Como quem diz, a nicotina imita o efeito de um neurotransmissor chamado acetilcolina que responde ao stress. Assim, o que a sua libertação no nosso organismo faz é desencadear um quadro de ansiedade – e por isso é que, ao fumar um cigarro, a batida cardíaca aumenta. Ao mesmo tempo, potencia a libertação de dopamina – o que explica a sensação de prazer que os fumadores relatam. E depois, claro, com tanta agitação, quando chega a hora de dormir, o organismo muitas vezes resiste a entrar no tão necessário período de descanso.
Dificuldade em adormecer, mas não só
“Se o corpo está em alerta, por efeito do tal neurotransmissor que responde ao stress, é muito natural que se sinta uma maior dificuldade ao tentar dormir”, segue aquela especialista. Pior, quando finalmente se adormece, o resultado é um sono menos profundo – e por isso menos reparador.
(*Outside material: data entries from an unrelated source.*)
// =============================================================================
// Exchange feeds — streaming ingestion with dedup, heartbeat, and failover
// =============================================================================
//
// One connection supervisor per exchange: it (a) keeps the streaming
// connection alive with jittered exponential backoff, (b) deduplicates
// against a sliding window of recent (source, symbol, sequence) triples, and
// (c) fans validated ticks into the bounded P1 channel.
//
// The network receive path never blocks: a full downstream queue drops the
// tick and bumps a counter.
//
// Failover: for each symbol only the exchange with the most recent valid
// tick is forwarded. An exchange silent past the heartbeat window falls out
// of consensus until it speaks again.
// =============================================================================

use std::collections::{HashMap, HashSet, VecDeque};
use std::sync::Arc;
use std::time::Duration;

use anyhow::{Context, Result};
use async_trait::async_trait;
use chrono::Utc;
use futures_util::StreamExt;
use parking_lot::{Mutex, RwLock};
use rand::Rng;
use tokio::sync::{mpsc, watch};
use tokio::task::JoinHandle;
use tokio_tungstenite::connect_async;
use tracing::{debug, error, info, warn};

use crate::config::IngestConfig;
use crate::errors::NoHealthyExchange;
use crate::metrics::PipelineMetrics;
use crate::types::MarketTick;

// ---------------------------------------------------------------------------
// Feed trait + WebSocket implementation
// ---------------------------------------------------------------------------

/// One upstream streaming connection. `run` drives the connection until it
/// drops, sending every parsed tick into `out`; the supervisor handles
/// reconnection.
#[async_trait]
pub trait ExchangeFeed: Send + Sync {
    fn id(&self) -> &str;

    async fn run(&self, out: mpsc::Sender<MarketTick>) -> Result<()>;
}

/// WebSocket tick feed speaking the normalized book-ticker shape:
///
/// ```json
/// { "s": "BTCUSDT", "u": 12345, "E": 1700000000000,
///   "b": "37000.10", "a": "37000.60", "c": "37000.30", "v": "1.25" }
/// ```
pub struct WsTickFeed {
    id: String,
    url: String,
    symbols: Vec<String>,
}

impl WsTickFeed {
    pub fn new(id: impl Into<String>, url: impl Into<String>, symbols: Vec<String>) -> Self {
        Self {
            id: id.into(),
            url: url.into(),
            symbols,
        }
    }
}
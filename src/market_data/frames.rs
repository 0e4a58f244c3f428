// =============================================================================
// FrameBuffer — ring of closed bars and published frames per stream
// =============================================================================
//
// Thread-safe ring buffer holding the most recent closed bars for each
// (symbol, timeframe), plus the IndicatorFrames published from them. When a
// bar is evicted the caller is told the new oldest close time so the
// indicator memo cache can evict in lockstep.
// =============================================================================

use std::collections::{HashMap, VecDeque};

use parking_lot::RwLock;

use crate::types::{IndicatorFrame, OhlcvBar, StreamKey};

/// Thread-safe per-stream history store.
pub struct FrameBuffer {
    bars: RwLock<HashMap<StreamKey, VecDeque<OhlcvBar>>>,
    frames: RwLock<HashMap<StreamKey, VecDeque<IndicatorFrame>>>,
    max_bars: usize,
}

impl FrameBuffer {
    /// Retain at most `max_bars` closed bars (and as many frames) per key.
    pub fn new(max_bars: usize) -> Self {
        Self {
            bars: RwLock::new(HashMap::new()),
            frames: RwLock::new(HashMap::new()),
            max_bars,
        }
    }

    /// Append a closed bar. Returns the oldest retained close time when the
    /// ring evicted an entry, so callers can expire memoized values.
    pub fn push_bar(&self, key: StreamKey, bar: OhlcvBar) -> Option<i64> {
        let mut map = self.bars.write();
        let ring = map
            .entry(key)
            .or_insert_with(|| VecDeque::with_capacity(self.max_bars + 1));
        ring.push_back(bar);

        let mut evicted = false;
        while ring.len() > self.max_bars {
            ring.pop_front();
            evicted = true;
        }
        if evicted {
            ring.front().map(|b| b.close_time_ms)
        } else {
            None
        }
    }

    /// The most recent `count` closed bars, oldest first.
    pub fn recent_bars(&self, key: &StreamKey, count: usize) -> Vec<OhlcvBar> {
        let map = self.bars.read();
        match map.get(key) {
            Some(ring) => {
                let start = ring.len().saturating_sub(count);
                ring.iter().skip(start).cloned().collect()
            }
            None => Vec::new(),
        }
    }

    /// Number of closed bars stored for a key.
    pub fn bar_count(&self, key: &StreamKey) -> usize {
        self.bars.read().get(key).map_or(0, VecDeque::len)
    }

    /// Close price of the most recent bar, if any.
    pub fn last_close(&self, key: &StreamKey) -> Option<f64> {
        self.bars
            .read()
            .get(key)
            .and_then(|ring| ring.back().map(|b| b.close))
    }

    /// Store a published frame (immutable after this point).
    pub fn push_frame(&self, key: StreamKey, frame: IndicatorFrame) {
        let mut map = self.frames.write();
        let ring = map
            .entry(key)
            .or_insert_with(|| VecDeque::with_capacity(self.max_bars + 1));
        ring.push_back(frame);
        while ring.len() > self.max_bars {
            ring.pop_front();
        }
    }

    /// The most recent `count` frames, oldest first.
    pub fn recent_frames(&self, key: &StreamKey, count: usize) -> Vec<IndicatorFrame> {
        let map = self.frames.read();
        match map.get(key) {
            Some(ring) => {
                let start = ring.len().saturating_sub(count);
                ring.iter().skip(start).cloned().collect()
            }
            None => Vec::new(),
        }
    }
}

// ---------------------------------------------------------------------------
// Tests
// ---------------------------------------------------------------------------

#[cfg(test)]
mod tests {
    use super::*;
    use crate::types::Timeframe;
    use std::collections::HashMap as StdHashMap;

    fn key() -> StreamKey {
        StreamKey::new("BTCUSDT", Timeframe::M1)
    }

    fn bar(i: i64, close: f64) -> OhlcvBar {
        OhlcvBar {
            open_time_ms: i * 60_000,
            close_time_ms: (i + 1) * 60_000,
            open: close,
            high: close + 1.0,
            low: close - 1.0,
            close,
            volume: 10.0,
            tick_count: 5,
        }
    }

    #[test]
    fn ring_trims_and_reports_eviction() {
        let buf = FrameBuffer::new(3);
        for i in 0..3 {
            assert!(buf.push_bar(key(), bar(i, 100.0 + i as f64)).is_none());
        }
        // Fourth push evicts bar 0; oldest retained close is bar 1's.
        let oldest = buf.push_bar(key(), bar(3, 103.0));
        assert_eq!(oldest, Some(2 * 60_000));
        assert_eq!(buf.bar_count(&key()), 3);

        let bars = buf.recent_bars(&key(), 10);
        assert_eq!(bars.len(), 3);
        assert_eq!(bars[0].close, 101.0);
        assert_eq!(bars[2].close, 103.0);
    }

    #[test]
    fn recent_bars_returns_tail_oldest_first() {
        let buf = FrameBuffer::new(10);
        for i in 0..5 {
            buf.push_bar(key(), bar(i, 100.0 + i as f64));
        }
        let tail = buf.recent_bars(&key(), 2);
        assert_eq!(tail.len(), 2);
        assert_eq!(tail[0].close, 103.0);
        assert_eq!(tail[1].close, 104.0);
    }

    #[test]
    fn empty_key_reads_empty() {
        let buf = FrameBuffer::new(10);
        assert!(buf.recent_bars(&key(), 5).is_empty());
        assert_eq!(buf.last_close(&key()), None);
        assert_eq!(buf.bar_count(&key()), 0);
    }

    #[test]
    fn frames_ring_caps() {
        let buf = FrameBuffer::new(2);
        for i in 0..4 {
            let b = bar(i, 100.0);
            buf.push_frame(
                key(),
                IndicatorFrame {
                    symbol: "BTCUSDT".into(),
                    timeframe: Timeframe::M1,
                    close_time_ms: b.close_time_ms,
                    bar: b,
                    values: StdHashMap::new(),
                    data_completeness: 1.0,
                },
            );
        }
        let frames = buf.recent_frames(&key(), 10);
        assert_eq!(frames.len(), 2);
        assert_eq!(frames[0].close_time_ms, 3 * 60_000);
        assert_eq!(frames[1].close_time_ms, 4 * 60_000);
    }
}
Pode também dar-se o caso de se adormecer logo, mas acordar várias vezes durante a noite. Ou então despertar cedo demais e não conseguir voltar a pregar olho. Resultado? Pior qualidade de sono, pior qualidade de vida. “Acabamos por ficar mais irritados, com menos capacidade de concentração, tensão alta, propensão para acidentes…”
…e ainda risco de morrer durante a noite
A pandemia também abalou este universo. Em plena crise sanitária, e por estarem confinados, muitos portugueses aderiram a um estilo de vida mais saudável. A preocupação com a saúde fez também disparar a venda de fármacos para deixar de fumar. Está então na hora de falar de outros riscos do tabaco que também matam.
“Além de aumentar as arritmias e os enfartes, o fumo é também um dos grandes culpados pela roncopatia e esta evolui, demasiadas vezes, para a apneia do sono. E com isso o risco de morrer durante a noite”, assinala Susana Sousa, pneumologista que também integra a Unidade de Medicina do Sono da CUF.
A tudo isto há que acrescentar, sublinhe-se, o fator idade e o fator peso. Sobretudo a partir dos 50 anos – e mais nos homens do que nas mulheres porque nelas o peso acumula-se mais nas ancas e neles no tronco e no pescoço. “Daí o risco maior de obstrução das vias aéreas. E depois do colapso dos músculos, na parte posterior da garganta, durante o sono”, explica aquela pneumologista. Para logo acrescentar que os casos no feminino tendem a aumentar com a chegada dos 50 anos e da menopausa.
Sinais de que está na hora de consultar um médico? Se acorda cansado e adormece facilmente durante o dia, se sente mais arritmias, saiba que são evidências a não ignorar de que pode sofrer de apneia durante a noite, uma suspensão momentânea da respiração que também interrompe o sono. Ou mesmo, nos casos mais graves, a vida.